» What you have to do:
Quote the whole listing verbatim.

» Data to use:
◆ ◆ ◆

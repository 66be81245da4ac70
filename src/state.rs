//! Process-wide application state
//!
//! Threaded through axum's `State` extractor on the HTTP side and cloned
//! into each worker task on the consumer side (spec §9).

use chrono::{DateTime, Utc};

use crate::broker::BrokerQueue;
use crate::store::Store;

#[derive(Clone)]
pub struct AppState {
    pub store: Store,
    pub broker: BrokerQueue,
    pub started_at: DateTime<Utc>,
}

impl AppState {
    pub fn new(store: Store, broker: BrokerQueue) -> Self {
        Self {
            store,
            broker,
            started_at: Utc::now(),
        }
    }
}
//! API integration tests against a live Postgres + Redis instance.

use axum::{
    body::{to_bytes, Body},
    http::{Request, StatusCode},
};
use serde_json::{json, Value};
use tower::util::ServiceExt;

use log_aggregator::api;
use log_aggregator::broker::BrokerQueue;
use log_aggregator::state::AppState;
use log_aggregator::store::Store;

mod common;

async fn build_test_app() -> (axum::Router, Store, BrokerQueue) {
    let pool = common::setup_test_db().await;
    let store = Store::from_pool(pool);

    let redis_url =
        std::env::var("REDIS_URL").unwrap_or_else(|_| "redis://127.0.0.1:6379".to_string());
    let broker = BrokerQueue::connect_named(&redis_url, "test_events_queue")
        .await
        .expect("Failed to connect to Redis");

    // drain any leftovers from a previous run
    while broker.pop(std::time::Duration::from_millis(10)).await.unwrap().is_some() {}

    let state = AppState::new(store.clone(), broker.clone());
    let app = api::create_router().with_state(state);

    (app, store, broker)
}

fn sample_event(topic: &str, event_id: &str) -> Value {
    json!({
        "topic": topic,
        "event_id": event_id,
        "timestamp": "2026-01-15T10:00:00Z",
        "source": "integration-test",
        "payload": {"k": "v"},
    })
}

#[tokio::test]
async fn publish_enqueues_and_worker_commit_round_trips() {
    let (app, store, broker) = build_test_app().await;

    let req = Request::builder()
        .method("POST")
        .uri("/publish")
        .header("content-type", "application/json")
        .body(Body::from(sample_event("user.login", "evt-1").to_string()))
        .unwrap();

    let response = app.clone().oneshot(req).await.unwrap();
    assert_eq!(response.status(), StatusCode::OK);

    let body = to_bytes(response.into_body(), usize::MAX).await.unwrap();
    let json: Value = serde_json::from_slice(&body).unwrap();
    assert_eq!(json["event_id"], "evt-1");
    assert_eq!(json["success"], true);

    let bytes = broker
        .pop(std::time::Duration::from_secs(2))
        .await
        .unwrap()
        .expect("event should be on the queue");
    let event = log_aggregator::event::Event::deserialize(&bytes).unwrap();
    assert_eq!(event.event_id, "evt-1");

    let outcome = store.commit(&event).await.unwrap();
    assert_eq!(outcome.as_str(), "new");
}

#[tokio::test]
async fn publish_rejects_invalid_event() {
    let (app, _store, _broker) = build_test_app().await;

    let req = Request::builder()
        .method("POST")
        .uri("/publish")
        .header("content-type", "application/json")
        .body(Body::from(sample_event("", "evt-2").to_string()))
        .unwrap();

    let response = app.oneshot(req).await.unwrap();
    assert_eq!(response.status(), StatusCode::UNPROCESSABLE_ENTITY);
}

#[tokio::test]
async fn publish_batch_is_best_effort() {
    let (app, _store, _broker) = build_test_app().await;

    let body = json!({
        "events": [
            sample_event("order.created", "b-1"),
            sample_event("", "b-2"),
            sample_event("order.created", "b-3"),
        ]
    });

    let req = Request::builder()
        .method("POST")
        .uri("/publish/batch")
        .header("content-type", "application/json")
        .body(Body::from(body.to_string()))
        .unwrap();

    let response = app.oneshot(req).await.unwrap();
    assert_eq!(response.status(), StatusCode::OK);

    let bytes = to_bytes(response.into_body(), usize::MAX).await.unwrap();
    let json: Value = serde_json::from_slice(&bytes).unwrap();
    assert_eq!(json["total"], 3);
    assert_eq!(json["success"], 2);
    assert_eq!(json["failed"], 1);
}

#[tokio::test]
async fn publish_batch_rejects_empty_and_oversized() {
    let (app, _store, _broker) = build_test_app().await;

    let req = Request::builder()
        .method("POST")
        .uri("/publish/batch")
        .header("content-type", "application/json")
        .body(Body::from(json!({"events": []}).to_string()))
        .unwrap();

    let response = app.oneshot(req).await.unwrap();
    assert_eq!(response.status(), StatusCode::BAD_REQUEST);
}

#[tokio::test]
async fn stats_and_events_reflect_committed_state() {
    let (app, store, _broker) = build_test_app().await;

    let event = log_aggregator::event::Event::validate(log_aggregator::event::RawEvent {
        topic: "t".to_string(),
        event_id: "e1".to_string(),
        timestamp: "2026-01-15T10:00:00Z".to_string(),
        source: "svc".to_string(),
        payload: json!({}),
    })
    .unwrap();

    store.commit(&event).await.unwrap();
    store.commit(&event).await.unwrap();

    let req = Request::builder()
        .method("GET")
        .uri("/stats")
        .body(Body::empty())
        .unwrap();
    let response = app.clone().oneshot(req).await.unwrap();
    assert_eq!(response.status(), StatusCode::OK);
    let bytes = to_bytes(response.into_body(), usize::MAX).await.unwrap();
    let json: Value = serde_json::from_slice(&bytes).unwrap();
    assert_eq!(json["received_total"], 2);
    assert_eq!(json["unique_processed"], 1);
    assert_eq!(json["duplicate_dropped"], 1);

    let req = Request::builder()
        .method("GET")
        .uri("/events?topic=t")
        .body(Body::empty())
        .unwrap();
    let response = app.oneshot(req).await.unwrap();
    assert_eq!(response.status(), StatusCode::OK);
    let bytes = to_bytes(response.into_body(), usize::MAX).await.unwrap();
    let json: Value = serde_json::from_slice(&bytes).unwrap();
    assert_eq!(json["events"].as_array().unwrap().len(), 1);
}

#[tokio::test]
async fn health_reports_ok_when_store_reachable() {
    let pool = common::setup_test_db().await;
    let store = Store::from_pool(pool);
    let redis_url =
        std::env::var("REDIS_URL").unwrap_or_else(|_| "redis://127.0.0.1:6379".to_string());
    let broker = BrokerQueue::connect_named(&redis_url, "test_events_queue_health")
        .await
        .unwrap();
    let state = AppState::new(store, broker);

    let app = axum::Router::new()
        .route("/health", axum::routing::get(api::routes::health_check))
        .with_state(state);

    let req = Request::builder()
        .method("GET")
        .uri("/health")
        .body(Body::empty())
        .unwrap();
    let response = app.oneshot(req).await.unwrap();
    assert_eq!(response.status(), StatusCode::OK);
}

◆ ◆ ◆

» Task result:
repository 66be81245da4ac70
filename src/state.rs
//! Process-wide application state
//!
//! Threaded through axum's `State` extractor on the HTTP side and cloned
//! into each worker task on the consumer side (spec §9).

use chrono::{DateTime, Utc};

use crate::broker::BrokerQueue;
use crate::store::Store;

#[derive(Clone)]
pub struct AppState {
    pub store: Store,
    pub broker: BrokerQueue,
    pub started_at: DateTime<Utc>,
}

impl AppState {
    pub fn new(store: Store, broker: BrokerQueue) -> Self {
        Self {
            store,
            broker,
            started_at: Utc::now(),
        }
    }
}
//! API integration tests against a live Postgres + Redis instance.

use axum::{
    body::{to_bytes, Body},
    http::{Request, StatusCode},
};
use serde_json::{json, Value};
use tower::util::ServiceExt;

use log_aggregator::api;
use log_aggregator::broker::BrokerQueue;
use log_aggregator::state::AppState;
use log_aggregator::store::Store;

mod common;

async fn build_test_app() -> (axum::Router, Store, BrokerQueue) {
    let pool = common::setup_test_db().await;
    let store = Store::from_pool(pool);

    let redis_url =
        std::env::var("REDIS_URL").unwrap_or_else(|_| "redis://127.0.0.1:6379".to_string());
    let broker = BrokerQueue::connect_named(&redis_url, "test_events_queue")
        .await
        .expect("Failed to connect to Redis");

    // drain any leftovers from a previous run
    while broker.pop(std::time::Duration::from_millis(10)).await.unwrap().is_some() {}

    let state = AppState::new(store.clone(), broker.clone());
    let app = api::create_router().with_state(state);

    (app, store, broker)
}

fn sample_event(topic: &str, event_id: &str) -> Value {
    json!({
        "topic": topic,
        "event_id": event_id,
        "timestamp": "2026-01-15T10:00:00Z",
        "source": "integration-test",
        "payload": {"k": "v"},
    })
}

#[tokio::test]
async fn publish_enqueues_and_worker_commit_round_trips() {
    let (app, store, broker) = build_test_app().await;

    let req = Request::builder()
        .method("POST")
        .uri("/publish")
        .header("content-type", "application/json")
        .body(Body::from(sample_event("user.login", "evt-1").to_string()))
        .unwrap();

    let response = app.clone().oneshot(req).await.unwrap();
    assert_eq!(response.status(), StatusCode::OK);

    let body = to_bytes(response.into_body(), usize::MAX).await.unwrap();
    let json: Value = serde_json::from_slice(&body).unwrap();
    assert_eq!(json["event_id"], "evt-1");
    assert_eq!(json["success"], true);

    let bytes = broker
        .pop(std::time::Duration::from_secs(2))
        .await
        .unwrap()
        .expect("event should be on the queue");
    let event = log_aggregator::event::Event::deserialize(&bytes).unwrap();
    assert_eq!(event.event_id, "evt-1");

    let outcome = store.commit(&event).await.unwrap();
    assert_eq!(outcome.as_str(), "new");
}

#[tokio::test]
async fn publish_rejects_invalid_event() {
    let (app, _store, _broker) = build_test_app().await;

    let req = Request::builder()
        .method("POST")
        .uri("/publish")
        .header("content-type", "application/json")
        .body(Body::from(sample_event("", "evt-2").to_string()))
        .unwrap();

    let response = app.oneshot(req).await.unwrap();
    assert_eq!(response.status(), StatusCode::UNPROCESSABLE_ENTITY);
}

#[tokio::test]
async fn publish_batch_is_best_effort() {
    let (app, _store, _broker) = build_test_app().await;

    let body = json!({
        "events": [
            sample_event("order.created", "b-1"),
            sample_event("", "b-2"),
            sample_event("order.created", "b-3"),
        ]
    });

    let req = Request::builder()
        .method("POST")
        .uri("/publish/batch")
        .header("content-type", "application/json")
        .body(Body::from(body.to_string()))
        .unwrap();

    let response = app.oneshot(req).await.unwrap();
    assert_eq!(response.status(), StatusCode::OK);

    let bytes = to_bytes(response.into_body(), usize::MAX).await.unwrap();
    let json: Value = serde_json::from_slice(&bytes).unwrap();
    assert_eq!(json["total"], 3);
    assert_eq!(json["success"], 2);
    assert_eq!(json["failed"], 1);
}

#[tokio::test]
async fn publish_batch_rejects_empty_and_oversized() {
    let (app, _store, _broker) = build_test_app().await;

    let req = Request::builder()
        .method("POST")
        .uri("/publish/batch")
        .header("content-type", "application/json")
        .body(Body::from(json!({"events": []}).to_string()))
        .unwrap();

    let response = app.oneshot(req).await.unwrap();
    assert_eq!(response.status(), StatusCode::BAD_REQUEST);
}

#[tokio::test]
async fn stats_and_events_reflect_committed_state() {
    let (app, store, _broker) = build_test_app().await;

    let event = log_aggregator::event::Event::validate(log_aggregator::event::RawEvent {
        topic: "t".to_string(),
        event_id: "e1".to_string(),
        timestamp: "2026-01-15T10:00:00Z".to_string(),
        source: "svc".to_string(),
        payload: json!({}),
    })
    .unwrap();

    store.commit(&event).await.unwrap();
    store.commit(&event).await.unwrap();

    let req = Request::builder()
        .method("GET")
        .uri("/stats")
        .body(Body::empty())
        .unwrap();
    let response = app.clone().oneshot(req).await.unwrap();
    assert_eq!(response.status(), StatusCode::OK);
    let bytes = to_bytes(response.into_body(), usize::MAX).await.unwrap();
    let json: Value = serde_json::from_slice(&bytes).unwrap();
    assert_eq!(json["received_total"], 2);
    assert_eq!(json["unique_processed"], 1);
    assert_eq!(json["duplicate_dropped"], 1);

    let req = Request::builder()
        .method("GET")
        .uri("/events?topic=t")
        .body(Body::empty())
        .unwrap();
    let response = app.oneshot(req).await.unwrap();
    assert_eq!(response.status(), StatusCode::OK);
    let bytes = to_bytes(response.into_body(), usize::MAX).await.unwrap();
    let json: Value = serde_json::from_slice(&bytes).unwrap();
    assert_eq!(json["events"].as_array().unwrap().len(), 1);
}

#[tokio::test]
async fn health_reports_ok_when_store_reachable() {
    let pool = common::setup_test_db().await;
    let store = Store::from_pool(pool);
    let redis_url =
        std::env::var("REDIS_URL").unwrap_or_else(|_| "redis://127.0.0.1:6379".to_string());
    let broker = BrokerQueue::connect_named(&redis_url, "test_events_queue_health")
        .await
        .unwrap();
    let state = AppState::new(store, broker);

    let app = axum::Router::new()
        .route("/health", axum::routing::get(api::routes::health_check))
        .with_state(state);

    let req = Request::builder()
        .method("GET")
        .uri("/health")
        .body(Body::empty())
        .unwrap();
    let response = app.oneshot(req).await.unwrap();
    assert_eq!(response.status(), StatusCode::OK);
}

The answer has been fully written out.